*** INFORMATION GIVEN ***

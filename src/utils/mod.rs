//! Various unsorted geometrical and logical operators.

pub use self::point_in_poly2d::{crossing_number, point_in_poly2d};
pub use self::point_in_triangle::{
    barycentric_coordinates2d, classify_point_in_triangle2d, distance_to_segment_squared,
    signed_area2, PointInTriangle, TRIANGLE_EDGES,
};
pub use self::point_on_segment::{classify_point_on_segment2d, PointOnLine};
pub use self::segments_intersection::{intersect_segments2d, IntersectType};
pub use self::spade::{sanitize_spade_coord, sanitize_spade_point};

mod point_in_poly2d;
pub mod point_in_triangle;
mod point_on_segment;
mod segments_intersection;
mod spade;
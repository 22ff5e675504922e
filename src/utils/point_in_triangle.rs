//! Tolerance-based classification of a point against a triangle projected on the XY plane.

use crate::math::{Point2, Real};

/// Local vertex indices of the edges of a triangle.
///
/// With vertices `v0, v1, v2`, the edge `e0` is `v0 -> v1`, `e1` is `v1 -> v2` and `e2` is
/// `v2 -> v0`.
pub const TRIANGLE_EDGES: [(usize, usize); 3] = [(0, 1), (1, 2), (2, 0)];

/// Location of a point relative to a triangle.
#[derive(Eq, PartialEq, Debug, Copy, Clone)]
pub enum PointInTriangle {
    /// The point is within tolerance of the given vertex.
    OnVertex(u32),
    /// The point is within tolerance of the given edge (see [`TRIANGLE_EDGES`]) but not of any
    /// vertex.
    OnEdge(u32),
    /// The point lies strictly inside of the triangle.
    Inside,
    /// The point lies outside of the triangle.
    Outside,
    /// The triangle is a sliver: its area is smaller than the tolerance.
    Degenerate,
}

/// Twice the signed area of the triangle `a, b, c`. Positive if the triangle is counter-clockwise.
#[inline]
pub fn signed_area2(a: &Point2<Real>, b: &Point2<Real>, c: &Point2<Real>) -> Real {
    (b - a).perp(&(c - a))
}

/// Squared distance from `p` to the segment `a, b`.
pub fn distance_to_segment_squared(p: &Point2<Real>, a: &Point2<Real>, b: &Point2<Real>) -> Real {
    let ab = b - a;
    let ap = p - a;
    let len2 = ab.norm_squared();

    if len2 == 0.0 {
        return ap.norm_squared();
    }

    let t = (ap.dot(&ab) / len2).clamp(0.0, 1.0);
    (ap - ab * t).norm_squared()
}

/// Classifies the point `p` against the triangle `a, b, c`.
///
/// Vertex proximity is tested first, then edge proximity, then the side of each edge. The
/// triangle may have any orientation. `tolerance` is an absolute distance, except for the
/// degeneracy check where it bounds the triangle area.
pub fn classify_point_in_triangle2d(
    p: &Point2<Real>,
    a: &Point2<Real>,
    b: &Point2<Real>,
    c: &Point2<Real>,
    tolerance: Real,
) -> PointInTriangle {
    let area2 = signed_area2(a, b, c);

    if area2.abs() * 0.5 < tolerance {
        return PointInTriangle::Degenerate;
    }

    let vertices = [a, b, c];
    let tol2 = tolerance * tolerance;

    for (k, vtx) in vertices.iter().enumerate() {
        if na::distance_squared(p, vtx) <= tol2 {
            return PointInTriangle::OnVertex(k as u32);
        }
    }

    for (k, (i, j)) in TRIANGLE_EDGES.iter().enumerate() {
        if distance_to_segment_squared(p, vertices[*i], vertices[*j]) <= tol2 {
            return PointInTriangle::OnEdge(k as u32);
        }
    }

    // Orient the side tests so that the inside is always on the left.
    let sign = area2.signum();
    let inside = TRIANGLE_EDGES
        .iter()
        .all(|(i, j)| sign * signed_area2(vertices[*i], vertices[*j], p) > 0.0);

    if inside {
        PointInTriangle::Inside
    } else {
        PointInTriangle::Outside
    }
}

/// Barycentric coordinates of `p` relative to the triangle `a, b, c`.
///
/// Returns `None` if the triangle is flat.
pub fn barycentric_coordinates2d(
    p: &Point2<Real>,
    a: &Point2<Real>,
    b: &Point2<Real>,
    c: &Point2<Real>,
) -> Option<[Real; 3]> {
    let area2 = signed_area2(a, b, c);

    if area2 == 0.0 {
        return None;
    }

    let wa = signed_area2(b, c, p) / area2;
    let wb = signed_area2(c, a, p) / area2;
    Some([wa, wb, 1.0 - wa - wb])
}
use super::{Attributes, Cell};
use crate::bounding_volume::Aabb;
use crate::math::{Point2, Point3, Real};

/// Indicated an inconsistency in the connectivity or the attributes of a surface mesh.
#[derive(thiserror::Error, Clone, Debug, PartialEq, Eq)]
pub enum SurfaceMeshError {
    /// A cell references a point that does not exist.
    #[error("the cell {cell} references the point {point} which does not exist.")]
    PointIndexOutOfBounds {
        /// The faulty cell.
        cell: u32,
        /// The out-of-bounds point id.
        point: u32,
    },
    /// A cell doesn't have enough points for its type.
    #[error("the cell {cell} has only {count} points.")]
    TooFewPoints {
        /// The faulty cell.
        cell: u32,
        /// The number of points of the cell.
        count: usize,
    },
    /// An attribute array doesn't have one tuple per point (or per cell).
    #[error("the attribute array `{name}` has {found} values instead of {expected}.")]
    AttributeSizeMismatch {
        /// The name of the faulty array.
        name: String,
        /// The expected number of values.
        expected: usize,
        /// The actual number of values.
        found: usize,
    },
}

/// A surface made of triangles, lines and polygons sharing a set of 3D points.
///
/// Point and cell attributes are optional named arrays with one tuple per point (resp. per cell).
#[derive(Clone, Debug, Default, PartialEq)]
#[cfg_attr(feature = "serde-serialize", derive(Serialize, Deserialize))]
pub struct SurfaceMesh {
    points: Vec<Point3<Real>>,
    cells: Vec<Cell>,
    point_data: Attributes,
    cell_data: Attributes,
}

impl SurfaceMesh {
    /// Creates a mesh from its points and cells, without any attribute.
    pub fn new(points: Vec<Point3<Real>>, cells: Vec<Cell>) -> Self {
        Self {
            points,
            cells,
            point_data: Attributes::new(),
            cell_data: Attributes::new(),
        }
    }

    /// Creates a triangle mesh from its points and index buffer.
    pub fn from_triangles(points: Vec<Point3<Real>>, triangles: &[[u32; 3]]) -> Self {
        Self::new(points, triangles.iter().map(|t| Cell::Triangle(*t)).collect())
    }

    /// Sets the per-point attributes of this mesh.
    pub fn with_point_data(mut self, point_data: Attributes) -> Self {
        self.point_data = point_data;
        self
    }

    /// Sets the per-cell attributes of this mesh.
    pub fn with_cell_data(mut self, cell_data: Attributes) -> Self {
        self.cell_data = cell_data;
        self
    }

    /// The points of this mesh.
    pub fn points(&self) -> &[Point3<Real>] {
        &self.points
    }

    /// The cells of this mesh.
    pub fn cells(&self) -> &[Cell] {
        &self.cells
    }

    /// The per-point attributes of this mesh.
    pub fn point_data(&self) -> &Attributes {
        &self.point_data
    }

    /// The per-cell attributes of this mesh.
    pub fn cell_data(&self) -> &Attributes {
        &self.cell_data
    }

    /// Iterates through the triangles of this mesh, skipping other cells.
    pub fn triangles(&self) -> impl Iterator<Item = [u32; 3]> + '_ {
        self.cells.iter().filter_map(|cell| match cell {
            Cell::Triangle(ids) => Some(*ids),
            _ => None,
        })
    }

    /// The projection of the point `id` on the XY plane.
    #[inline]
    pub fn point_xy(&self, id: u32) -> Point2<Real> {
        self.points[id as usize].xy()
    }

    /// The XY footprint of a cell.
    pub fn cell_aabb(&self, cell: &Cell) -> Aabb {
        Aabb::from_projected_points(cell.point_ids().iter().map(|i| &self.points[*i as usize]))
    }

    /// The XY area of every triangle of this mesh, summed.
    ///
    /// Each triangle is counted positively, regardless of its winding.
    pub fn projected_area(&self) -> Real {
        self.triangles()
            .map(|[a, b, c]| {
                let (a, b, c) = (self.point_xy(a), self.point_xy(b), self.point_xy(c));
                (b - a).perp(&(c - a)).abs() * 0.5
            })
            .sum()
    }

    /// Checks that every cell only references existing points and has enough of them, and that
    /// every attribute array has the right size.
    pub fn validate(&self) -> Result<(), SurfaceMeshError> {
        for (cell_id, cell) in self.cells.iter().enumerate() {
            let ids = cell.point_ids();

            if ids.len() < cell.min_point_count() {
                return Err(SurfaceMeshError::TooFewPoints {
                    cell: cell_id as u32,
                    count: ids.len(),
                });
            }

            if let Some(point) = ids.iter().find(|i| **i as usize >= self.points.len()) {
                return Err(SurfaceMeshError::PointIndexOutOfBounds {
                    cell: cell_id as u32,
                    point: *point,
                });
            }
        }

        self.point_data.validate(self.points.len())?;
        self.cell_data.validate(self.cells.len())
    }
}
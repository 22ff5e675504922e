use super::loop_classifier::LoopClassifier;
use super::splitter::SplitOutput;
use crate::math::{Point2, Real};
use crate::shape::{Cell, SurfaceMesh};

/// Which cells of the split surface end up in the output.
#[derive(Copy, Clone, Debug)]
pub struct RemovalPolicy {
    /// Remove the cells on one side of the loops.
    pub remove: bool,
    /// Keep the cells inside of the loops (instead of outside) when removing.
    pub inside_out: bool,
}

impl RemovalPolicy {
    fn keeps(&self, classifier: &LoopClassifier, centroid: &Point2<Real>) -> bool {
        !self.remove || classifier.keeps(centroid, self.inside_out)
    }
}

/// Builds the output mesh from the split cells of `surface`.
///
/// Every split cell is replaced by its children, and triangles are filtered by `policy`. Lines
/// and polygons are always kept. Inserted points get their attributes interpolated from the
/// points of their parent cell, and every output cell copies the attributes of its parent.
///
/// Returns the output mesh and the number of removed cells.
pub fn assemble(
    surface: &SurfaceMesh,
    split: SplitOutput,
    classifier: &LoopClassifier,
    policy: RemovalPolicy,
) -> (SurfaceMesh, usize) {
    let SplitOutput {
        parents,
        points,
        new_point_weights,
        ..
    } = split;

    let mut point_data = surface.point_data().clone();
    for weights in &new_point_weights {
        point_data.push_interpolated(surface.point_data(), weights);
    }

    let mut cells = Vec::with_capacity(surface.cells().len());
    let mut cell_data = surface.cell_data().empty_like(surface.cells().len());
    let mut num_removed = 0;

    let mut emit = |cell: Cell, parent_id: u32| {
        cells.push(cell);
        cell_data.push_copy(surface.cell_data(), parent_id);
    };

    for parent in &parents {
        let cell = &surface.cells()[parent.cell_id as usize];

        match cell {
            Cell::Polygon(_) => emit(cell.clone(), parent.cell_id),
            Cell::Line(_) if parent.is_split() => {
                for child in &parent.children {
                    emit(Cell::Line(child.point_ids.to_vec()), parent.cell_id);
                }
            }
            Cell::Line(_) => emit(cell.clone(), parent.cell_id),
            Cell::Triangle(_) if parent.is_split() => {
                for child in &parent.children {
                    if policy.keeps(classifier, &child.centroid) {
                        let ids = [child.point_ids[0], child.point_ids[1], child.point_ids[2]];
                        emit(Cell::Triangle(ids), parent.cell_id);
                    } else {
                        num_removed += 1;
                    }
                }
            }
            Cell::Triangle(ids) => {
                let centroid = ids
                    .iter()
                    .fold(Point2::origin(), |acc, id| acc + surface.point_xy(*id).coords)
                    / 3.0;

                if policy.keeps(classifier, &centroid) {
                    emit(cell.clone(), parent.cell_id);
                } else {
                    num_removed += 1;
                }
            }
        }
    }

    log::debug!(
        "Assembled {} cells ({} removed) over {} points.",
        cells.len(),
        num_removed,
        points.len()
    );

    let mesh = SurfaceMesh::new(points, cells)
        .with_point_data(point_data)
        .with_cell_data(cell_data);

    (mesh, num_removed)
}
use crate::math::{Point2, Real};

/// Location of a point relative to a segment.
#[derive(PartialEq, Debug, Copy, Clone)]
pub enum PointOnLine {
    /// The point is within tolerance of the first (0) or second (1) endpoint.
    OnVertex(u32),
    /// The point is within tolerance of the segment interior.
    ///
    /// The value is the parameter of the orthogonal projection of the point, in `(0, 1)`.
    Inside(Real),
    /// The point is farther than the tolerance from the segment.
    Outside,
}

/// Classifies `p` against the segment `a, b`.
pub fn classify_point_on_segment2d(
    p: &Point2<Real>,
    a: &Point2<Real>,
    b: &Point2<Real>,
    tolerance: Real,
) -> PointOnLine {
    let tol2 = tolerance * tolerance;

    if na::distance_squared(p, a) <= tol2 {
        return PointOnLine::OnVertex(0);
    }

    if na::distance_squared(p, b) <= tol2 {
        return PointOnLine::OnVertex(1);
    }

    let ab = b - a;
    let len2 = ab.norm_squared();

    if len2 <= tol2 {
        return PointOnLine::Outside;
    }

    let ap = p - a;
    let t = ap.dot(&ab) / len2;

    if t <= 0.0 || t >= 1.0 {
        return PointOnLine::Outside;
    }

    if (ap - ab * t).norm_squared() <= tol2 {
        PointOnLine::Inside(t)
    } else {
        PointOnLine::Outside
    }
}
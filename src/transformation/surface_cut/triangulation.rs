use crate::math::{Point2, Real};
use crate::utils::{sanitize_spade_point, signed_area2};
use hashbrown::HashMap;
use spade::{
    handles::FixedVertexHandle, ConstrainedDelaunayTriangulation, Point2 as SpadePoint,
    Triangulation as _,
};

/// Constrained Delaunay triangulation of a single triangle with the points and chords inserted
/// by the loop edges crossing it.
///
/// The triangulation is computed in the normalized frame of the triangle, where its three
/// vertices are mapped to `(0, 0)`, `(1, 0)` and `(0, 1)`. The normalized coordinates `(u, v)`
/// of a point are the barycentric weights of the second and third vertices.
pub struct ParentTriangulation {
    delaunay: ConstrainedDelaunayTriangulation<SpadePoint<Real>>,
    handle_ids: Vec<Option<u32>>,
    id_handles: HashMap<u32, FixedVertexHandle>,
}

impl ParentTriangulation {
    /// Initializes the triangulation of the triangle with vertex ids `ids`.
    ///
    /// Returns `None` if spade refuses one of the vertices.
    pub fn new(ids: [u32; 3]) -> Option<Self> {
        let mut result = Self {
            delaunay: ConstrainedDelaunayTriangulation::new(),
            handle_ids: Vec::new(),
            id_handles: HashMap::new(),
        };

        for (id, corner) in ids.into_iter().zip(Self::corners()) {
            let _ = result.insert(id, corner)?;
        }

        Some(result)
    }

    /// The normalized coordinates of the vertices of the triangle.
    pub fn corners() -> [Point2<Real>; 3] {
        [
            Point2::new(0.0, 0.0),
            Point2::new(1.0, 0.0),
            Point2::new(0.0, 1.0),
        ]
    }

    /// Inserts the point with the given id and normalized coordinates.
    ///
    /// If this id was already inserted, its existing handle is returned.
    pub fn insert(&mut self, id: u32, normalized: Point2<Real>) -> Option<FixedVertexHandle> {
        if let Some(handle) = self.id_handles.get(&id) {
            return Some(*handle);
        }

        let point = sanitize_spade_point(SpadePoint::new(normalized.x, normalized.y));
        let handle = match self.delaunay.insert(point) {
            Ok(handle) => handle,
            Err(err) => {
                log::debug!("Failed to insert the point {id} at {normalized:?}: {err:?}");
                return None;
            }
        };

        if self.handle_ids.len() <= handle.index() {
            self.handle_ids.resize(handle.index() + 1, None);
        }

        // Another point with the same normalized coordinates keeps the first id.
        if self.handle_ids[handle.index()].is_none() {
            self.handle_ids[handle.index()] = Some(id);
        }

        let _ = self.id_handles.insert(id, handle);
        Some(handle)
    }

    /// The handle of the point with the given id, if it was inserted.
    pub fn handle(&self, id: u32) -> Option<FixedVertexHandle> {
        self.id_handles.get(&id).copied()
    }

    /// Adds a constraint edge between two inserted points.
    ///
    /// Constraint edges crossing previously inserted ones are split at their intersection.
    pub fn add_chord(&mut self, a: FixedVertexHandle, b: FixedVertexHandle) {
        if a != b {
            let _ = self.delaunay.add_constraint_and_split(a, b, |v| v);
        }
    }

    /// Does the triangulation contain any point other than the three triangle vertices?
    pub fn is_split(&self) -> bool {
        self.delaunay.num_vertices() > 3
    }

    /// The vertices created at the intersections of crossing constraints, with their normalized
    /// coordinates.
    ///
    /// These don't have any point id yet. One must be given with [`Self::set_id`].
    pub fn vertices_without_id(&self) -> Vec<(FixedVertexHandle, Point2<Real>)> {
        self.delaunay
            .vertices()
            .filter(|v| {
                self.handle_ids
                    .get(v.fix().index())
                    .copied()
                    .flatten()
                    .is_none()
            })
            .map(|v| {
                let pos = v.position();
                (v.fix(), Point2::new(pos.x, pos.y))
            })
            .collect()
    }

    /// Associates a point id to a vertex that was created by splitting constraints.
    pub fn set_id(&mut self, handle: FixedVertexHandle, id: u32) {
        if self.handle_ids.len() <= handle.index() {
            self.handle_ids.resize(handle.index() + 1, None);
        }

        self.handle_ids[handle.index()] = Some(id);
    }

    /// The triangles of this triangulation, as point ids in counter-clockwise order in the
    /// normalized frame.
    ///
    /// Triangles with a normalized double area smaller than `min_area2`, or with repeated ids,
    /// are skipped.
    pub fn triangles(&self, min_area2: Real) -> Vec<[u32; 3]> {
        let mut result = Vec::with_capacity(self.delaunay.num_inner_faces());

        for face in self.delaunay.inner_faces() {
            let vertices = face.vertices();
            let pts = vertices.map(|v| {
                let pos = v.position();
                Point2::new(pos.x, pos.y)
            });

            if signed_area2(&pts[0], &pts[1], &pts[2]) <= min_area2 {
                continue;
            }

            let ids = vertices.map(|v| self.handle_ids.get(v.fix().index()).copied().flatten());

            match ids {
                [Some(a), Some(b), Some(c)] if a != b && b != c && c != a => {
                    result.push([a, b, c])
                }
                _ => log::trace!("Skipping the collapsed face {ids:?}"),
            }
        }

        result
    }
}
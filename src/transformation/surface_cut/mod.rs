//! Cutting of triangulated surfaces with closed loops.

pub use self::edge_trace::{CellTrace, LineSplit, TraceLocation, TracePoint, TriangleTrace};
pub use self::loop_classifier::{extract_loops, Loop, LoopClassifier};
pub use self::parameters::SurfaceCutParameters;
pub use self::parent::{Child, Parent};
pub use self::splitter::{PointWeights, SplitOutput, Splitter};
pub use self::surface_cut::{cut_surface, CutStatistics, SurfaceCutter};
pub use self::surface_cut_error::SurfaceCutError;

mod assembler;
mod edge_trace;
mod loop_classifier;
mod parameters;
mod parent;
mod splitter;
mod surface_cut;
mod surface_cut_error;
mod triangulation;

*** End of INFORMATION GIVEN ***

WHAT THE EXERCISE ASKS » Bring together all lines of the entries above in which the string "against" occurs.

ANSWER SECTION »
//! Tolerance-based classification of a point against a triangle projected on the XY plane.
/// Classifies the point `p` against the triangle `a, b, c`.
/// Classifies `p` against the segment `a, b`.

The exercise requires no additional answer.